### [Aim of the task]
When a line below contains the string "crates", show that line.

### [Material for the task]
------------------------------------------------

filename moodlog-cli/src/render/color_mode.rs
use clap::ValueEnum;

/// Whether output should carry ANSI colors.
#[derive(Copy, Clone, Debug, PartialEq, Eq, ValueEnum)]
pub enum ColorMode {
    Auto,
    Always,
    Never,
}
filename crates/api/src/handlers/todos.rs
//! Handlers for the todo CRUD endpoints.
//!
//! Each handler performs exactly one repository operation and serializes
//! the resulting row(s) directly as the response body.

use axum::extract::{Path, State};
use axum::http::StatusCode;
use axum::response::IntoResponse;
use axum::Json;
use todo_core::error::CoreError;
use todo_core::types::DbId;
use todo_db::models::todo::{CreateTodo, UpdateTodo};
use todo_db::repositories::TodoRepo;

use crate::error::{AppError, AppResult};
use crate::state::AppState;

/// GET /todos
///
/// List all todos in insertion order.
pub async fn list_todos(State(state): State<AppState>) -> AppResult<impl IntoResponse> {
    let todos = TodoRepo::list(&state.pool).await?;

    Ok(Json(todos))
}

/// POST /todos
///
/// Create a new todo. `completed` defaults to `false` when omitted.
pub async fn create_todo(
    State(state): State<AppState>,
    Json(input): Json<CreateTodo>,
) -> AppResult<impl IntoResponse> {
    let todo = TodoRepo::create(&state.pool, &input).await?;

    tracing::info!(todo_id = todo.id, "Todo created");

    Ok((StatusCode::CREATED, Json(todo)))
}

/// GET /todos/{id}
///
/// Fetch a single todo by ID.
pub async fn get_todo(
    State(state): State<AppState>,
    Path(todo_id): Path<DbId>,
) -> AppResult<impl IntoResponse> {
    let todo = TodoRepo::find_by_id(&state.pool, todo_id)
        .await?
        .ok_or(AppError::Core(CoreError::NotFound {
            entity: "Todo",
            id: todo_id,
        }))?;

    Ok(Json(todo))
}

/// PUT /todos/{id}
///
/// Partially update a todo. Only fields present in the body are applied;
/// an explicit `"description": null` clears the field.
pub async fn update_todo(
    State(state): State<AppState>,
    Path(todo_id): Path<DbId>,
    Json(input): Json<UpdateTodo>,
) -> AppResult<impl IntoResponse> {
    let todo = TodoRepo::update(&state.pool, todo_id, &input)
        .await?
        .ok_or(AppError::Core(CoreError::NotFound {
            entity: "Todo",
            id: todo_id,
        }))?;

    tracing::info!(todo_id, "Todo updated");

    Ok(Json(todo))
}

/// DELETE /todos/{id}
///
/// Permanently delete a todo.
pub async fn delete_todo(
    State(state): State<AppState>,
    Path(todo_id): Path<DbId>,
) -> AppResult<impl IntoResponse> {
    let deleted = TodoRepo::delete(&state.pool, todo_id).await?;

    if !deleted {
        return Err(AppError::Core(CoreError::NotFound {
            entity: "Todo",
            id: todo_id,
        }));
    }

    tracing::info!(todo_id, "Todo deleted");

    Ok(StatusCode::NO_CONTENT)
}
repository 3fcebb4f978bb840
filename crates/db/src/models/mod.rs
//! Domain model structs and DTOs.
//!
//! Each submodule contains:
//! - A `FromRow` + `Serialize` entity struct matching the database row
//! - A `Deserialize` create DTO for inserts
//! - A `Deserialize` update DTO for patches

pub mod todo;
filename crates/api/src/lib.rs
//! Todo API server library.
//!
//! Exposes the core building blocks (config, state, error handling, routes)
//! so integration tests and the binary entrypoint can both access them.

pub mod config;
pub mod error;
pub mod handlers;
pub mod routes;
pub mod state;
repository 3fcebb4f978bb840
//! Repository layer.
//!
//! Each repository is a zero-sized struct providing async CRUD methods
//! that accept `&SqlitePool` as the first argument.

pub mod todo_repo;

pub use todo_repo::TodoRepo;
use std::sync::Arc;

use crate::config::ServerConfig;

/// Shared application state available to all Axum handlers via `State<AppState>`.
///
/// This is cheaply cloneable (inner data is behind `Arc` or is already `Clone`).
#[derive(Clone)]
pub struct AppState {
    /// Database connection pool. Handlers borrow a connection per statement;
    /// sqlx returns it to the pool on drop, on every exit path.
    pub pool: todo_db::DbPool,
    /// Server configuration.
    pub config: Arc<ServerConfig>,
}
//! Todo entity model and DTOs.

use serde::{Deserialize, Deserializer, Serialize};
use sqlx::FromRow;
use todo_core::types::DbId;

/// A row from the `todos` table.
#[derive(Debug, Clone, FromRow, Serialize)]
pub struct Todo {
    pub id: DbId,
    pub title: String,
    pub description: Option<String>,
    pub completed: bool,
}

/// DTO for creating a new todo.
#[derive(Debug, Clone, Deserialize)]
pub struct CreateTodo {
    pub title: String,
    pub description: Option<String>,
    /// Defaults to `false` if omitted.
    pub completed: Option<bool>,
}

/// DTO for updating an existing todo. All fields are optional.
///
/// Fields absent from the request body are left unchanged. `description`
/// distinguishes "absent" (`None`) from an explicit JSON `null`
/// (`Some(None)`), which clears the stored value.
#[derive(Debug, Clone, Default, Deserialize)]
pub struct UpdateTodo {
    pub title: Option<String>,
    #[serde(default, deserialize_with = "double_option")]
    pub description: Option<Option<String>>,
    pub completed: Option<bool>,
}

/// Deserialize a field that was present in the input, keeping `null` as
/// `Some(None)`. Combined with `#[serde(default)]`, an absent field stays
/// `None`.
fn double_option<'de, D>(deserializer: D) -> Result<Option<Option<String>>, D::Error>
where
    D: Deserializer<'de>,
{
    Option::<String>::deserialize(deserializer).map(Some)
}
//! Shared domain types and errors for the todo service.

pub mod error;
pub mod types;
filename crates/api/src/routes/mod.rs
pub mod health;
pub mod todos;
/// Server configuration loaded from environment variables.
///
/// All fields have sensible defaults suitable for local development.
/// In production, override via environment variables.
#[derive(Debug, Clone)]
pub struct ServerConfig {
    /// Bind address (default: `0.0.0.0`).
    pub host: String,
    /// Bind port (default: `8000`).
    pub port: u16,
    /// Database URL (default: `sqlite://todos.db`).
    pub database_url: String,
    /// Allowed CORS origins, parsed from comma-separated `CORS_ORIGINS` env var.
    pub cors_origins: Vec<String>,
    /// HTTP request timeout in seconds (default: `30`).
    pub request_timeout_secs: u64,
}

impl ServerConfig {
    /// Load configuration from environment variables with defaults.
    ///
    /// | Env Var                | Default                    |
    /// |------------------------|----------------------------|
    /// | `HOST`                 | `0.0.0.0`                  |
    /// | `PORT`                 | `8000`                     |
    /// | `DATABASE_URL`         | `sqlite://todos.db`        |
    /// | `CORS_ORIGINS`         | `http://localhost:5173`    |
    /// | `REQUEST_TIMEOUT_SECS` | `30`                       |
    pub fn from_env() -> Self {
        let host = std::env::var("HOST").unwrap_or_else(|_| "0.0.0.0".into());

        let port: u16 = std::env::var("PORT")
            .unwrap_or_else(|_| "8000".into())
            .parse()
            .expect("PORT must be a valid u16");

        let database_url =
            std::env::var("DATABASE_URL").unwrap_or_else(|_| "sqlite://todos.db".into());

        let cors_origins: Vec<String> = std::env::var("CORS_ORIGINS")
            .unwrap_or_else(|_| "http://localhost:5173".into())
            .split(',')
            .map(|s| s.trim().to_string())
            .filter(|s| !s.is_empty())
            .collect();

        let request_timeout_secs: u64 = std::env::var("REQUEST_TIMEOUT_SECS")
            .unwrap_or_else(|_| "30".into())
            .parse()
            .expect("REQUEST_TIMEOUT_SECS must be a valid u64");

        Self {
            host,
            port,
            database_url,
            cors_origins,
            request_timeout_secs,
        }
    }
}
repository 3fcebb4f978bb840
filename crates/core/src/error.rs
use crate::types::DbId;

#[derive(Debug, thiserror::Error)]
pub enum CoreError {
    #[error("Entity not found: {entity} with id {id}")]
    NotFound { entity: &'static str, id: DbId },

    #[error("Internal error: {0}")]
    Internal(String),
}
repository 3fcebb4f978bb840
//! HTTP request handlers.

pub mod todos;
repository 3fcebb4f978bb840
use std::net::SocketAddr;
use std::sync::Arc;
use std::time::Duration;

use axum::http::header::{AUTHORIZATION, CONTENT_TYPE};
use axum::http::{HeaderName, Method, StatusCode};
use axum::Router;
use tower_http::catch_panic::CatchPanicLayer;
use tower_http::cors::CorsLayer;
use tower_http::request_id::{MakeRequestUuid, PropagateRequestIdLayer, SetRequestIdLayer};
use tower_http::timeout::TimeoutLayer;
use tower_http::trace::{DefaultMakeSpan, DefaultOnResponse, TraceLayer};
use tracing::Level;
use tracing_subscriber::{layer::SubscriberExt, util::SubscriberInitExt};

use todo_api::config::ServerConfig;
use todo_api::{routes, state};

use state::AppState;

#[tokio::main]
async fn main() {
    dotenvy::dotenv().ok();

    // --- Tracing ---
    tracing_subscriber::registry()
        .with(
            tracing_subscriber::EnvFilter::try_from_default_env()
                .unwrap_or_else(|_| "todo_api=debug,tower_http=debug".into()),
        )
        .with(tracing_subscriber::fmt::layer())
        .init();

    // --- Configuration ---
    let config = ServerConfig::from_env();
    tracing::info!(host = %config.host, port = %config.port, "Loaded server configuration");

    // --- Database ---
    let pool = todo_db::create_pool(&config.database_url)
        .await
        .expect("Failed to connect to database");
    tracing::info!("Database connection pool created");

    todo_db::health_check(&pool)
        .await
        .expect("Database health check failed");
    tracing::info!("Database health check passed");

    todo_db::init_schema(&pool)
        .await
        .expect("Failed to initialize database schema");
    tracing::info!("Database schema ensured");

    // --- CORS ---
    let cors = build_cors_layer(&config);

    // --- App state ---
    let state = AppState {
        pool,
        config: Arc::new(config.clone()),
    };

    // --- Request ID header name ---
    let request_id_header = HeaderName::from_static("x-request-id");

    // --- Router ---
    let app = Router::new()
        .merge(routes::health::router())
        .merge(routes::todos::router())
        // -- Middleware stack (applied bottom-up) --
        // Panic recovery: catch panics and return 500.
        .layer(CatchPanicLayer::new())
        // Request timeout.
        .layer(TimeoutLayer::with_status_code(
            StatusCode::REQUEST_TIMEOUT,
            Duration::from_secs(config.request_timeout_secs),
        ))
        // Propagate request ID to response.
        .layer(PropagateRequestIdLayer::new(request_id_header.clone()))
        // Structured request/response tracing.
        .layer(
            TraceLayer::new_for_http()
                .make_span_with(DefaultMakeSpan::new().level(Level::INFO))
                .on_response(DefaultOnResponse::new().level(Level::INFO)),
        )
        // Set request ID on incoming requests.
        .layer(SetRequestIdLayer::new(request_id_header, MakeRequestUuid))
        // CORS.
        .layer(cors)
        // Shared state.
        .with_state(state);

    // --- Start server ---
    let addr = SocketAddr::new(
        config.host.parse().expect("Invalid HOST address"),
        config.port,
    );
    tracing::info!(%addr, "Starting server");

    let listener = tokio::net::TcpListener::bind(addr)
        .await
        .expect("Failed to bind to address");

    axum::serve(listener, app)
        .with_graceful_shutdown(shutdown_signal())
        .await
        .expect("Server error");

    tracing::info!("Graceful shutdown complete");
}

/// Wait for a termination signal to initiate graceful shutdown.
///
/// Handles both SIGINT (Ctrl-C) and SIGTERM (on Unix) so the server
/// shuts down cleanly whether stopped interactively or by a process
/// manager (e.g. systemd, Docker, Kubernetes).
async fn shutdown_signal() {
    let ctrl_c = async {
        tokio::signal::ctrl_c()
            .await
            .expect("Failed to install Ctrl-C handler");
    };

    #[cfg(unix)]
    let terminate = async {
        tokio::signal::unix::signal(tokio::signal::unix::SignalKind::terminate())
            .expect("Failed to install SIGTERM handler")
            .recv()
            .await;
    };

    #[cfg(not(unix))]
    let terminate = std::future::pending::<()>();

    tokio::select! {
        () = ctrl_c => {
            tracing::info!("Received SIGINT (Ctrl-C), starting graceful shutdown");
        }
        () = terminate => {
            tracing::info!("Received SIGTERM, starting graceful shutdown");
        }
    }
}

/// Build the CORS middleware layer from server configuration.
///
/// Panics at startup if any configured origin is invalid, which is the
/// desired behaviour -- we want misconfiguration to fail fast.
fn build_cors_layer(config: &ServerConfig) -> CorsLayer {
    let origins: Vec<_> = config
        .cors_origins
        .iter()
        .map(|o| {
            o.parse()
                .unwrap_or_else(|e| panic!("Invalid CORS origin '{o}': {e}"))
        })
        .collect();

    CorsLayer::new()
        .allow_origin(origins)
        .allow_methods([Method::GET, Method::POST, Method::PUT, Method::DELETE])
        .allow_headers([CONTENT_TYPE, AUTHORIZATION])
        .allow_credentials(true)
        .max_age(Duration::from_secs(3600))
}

------------------------------------------------

### [Written reply]
filename crates/api/src/handlers/todos.rs
filename crates/db/src/models/mod.rs
filename crates/api/src/lib.rs
filename crates/api/src/routes/mod.rs
filename crates/core/src/error.rs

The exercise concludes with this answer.